By: Alumni Team
I was drawn by UEA's renowned reputation for creative writing, as well as by the picturesque landscape of Norwich itself. As a writer from the United States, I found it appealing to work with peers from all over the world since my UEA Masters cohort consisted of poets from a range of global places. The UEA International Excellence Scholarship was especially helpful in making attendance possible for me too.
The UEA Masters provided dedicated writing time and a cohort of devoted peers who gave a profound amount of attention and generosity to my work. While I didn't realize it at the time, I also discovered that I needed to be away from the landscape of my home (Pennsylvania, USA) to actually understand what that locale meant to my identity as a writer. There's a particularly rich tradition of place-oriented poets in England, and their work had a tremendous influence on me during my studies.

Amanda during her time in the UK
I thoroughly enjoyed being part of the Sainsbury Center's Young Associates Program. I maintain a practice as a sound artist and am extremely inspired by visual art to this day. I remember many afternoons writing and studying in the Sainsbury Center, immersed in art and poetry, followed by ample walks on the nearby trails.
I arrived at UEA with an entirely different project in mind (a project that has since morphed into my second manuscript). However, I took Professor Andrea Holland's Poetics of Place seminar and was tasked with examining my own relationship to place. Far from home, I saw my original landscape in stark relief as I questioned what made it distinct - and what strange hold it still held over me. Growing up in a small polluted zinc-smelting town, I had to find the beauty in the industrial, the wounded, and what scholar Joyelle McSweeney calls the 'necropastoral.' In Holland's seminar, I began writing poems about Centralia, a nearby Pennsylvania town that was condemned due to an underground mine fire that will burn for centuries. Suddenly, the mountains started speaking, the thermophile bacteria sang, and the pigeons had stories to tell. After I graduated, I continued my MFA studies at Virginia Tech, where this seed of a book became Into the Into of Earth Itself.

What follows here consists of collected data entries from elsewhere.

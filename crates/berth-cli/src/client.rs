//! HTTP client for the berth API

use std::collections::BTreeMap;
use std::time::Duration;

use reqwest::{RequestBuilder, Response};
use serde::Deserialize;
use serde_json::{json, Value};

use crate::config::ClientConfig;
use crate::{Error, Result};

const REQUEST_TIMEOUT: Duration = Duration::from_secs(120);

/// Error body returned by the API
#[derive(Debug, Deserialize)]
struct ApiError {
    kind: String,
    message: String,
}

/// Output of an exec call
#[derive(Debug, Deserialize)]
pub struct ExecOutput {
    /// Concatenated output of the pods that succeeded
    pub output: String,
    /// Per-pod outcomes
    #[serde(default)]
    pub targets: Vec<Value>,
}

/// Authenticated client for one API endpoint
pub struct ApiClient {
    http: reqwest::Client,
    base: String,
    token: String,
}

impl ApiClient {
    /// Client for the configured endpoint
    pub fn new(config: &ClientConfig) -> Self {
        Self {
            http: reqwest::Client::new(),
            base: config.base_url.trim_end_matches('/').to_string(),
            token: config.token.clone(),
        }
    }

    fn url(&self, path: &str) -> String {
        format!("{}/{}", self.base, path)
    }

    fn authorized(&self, request: RequestBuilder) -> RequestBuilder {
        request
            .header("Authorization", format!("Bearer {}", self.token))
            .timeout(REQUEST_TIMEOUT)
    }

    /// `GET api/services`
    pub async fn list_services(&self) -> Result<Value> {
        let request = self.http.get(self.url("api/services"));
        json_body(self.send(request).await?).await
    }

    /// `GET api/templates`
    pub async fn list_templates(&self) -> Result<Value> {
        let request = self.http.get(self.url("api/templates"));
        json_body(self.send(request).await?).await
    }

    /// `POST api/services`
    pub async fn create_service(
        &self,
        template: &str,
        values: &BTreeMap<String, String>,
    ) -> Result<Value> {
        let request = self
            .http
            .post(self.url("api/services"))
            .json(&json!({ "template": template, "values": values }));
        json_body(self.send(request).await?).await
    }

    /// `DELETE api/services/{name}`
    pub async fn delete_service(&self, name: &str) -> Result<()> {
        let request = self.http.delete(self.url(&format!("api/services/{name}")));
        self.send(request).await?;
        Ok(())
    }

    /// `POST api/services/{name}/exec`
    pub async fn exec_service(
        &self,
        name: &str,
        command: &[String],
        all: bool,
    ) -> Result<ExecOutput> {
        let request = self
            .http
            .post(self.url(&format!("api/services/{name}/exec")))
            .json(&json!({ "command": command, "all": all }));
        Ok(self.send(request).await?.json().await?)
    }

    /// `POST api/utils/inject`
    pub async fn inject(&self, manifest: String, datasets: bool) -> Result<String> {
        let request = self
            .http
            .post(self.url("api/utils/inject"))
            .query(&[("datasets", datasets)])
            .header("Content-Type", "application/yaml")
            .body(manifest);
        Ok(self.send(request).await?.text().await?)
    }

    async fn send(&self, request: RequestBuilder) -> Result<Response> {
        let response = self.authorized(request).send().await?;
        let status = response.status();
        if status.is_success() {
            return Ok(response);
        }

        let body = response.text().await.unwrap_or_default();
        Err(api_error(status.as_u16(), &body))
    }
}

async fn json_body(response: Response) -> Result<Value> {
    Ok(response.json().await?)
}

/// Map a failed response to an error, falling back to the raw body
fn api_error(status: u16, body: &str) -> Error {
    match serde_json::from_str::<ApiError>(body) {
        Ok(e) => Error::Api {
            status,
            kind: e.kind,
            message: e.message,
        },
        Err(_) => Error::Api {
            status,
            kind: "Http".to_string(),
            message: body.trim().to_string(),
        },
    }
}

The collection had taken nearly 4 years to write and fine tune, so when I won the Philip Levine Prize, I was deeply moved that my work had resonated with someone else--namely the judge Diana Khoi Nguyen, a poet whose work had shaped my own practice. Moreover, earning a prize named after Philip Levine was truly meaningful; Levine's working class, industrial background and ethos continues to guide me as a first-generation college student (and, now, professor). I had submitted to many poetry prizes for a year and half before the book was picked up, and I'm glad I had the perseverance to keep sending it out.
Write as much as you can while you have the time. Likewise, remember to stay in touch with your cohort members. You can learn just as much from them as you can from your professors - and they'll remain part of your valuable network once you leave.